## Activity
Only lines that contain the word "bool" belong in the answer; copy them from the records below.

## The records

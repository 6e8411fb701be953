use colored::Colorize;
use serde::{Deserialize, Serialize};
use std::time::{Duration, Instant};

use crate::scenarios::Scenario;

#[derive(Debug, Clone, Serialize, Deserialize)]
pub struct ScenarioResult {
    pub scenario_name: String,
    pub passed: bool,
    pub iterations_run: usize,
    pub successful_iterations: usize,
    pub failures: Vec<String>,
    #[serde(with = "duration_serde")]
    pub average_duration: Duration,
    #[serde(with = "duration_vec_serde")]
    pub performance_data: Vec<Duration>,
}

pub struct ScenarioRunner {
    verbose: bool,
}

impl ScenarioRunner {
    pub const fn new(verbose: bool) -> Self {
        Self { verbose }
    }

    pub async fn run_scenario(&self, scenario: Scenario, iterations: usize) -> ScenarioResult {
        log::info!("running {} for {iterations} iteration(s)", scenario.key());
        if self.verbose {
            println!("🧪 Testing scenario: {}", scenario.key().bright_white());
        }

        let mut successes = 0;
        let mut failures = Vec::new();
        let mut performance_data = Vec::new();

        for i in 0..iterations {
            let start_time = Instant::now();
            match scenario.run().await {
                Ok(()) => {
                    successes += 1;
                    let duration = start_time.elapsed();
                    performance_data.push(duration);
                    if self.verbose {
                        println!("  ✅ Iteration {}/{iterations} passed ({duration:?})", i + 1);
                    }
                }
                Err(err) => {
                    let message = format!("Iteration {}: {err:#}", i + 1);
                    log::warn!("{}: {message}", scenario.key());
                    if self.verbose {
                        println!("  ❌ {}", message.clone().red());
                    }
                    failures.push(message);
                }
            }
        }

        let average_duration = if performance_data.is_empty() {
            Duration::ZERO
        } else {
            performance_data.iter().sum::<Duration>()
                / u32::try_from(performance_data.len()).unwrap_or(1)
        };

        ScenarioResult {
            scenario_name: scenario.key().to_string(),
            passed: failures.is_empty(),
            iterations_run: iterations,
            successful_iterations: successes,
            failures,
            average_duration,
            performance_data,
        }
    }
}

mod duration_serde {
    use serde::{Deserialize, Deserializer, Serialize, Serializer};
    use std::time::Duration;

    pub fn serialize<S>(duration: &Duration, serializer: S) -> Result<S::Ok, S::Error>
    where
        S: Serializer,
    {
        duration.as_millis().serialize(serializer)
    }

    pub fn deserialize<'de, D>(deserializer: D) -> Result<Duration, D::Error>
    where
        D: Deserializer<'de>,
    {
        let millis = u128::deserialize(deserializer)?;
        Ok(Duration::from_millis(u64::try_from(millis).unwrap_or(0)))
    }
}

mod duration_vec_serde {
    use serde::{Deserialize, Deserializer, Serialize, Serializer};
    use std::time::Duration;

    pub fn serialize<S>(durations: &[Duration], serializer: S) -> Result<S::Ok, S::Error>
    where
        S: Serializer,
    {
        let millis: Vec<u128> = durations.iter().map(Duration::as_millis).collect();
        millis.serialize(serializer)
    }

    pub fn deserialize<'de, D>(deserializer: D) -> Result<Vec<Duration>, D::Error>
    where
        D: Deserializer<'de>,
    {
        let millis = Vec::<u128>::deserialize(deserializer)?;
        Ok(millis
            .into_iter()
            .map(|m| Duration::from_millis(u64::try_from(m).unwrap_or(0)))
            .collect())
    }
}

## Written answer
    pub passed: bool,
    verbose: bool,
    pub const fn new(verbose: bool) -> Self {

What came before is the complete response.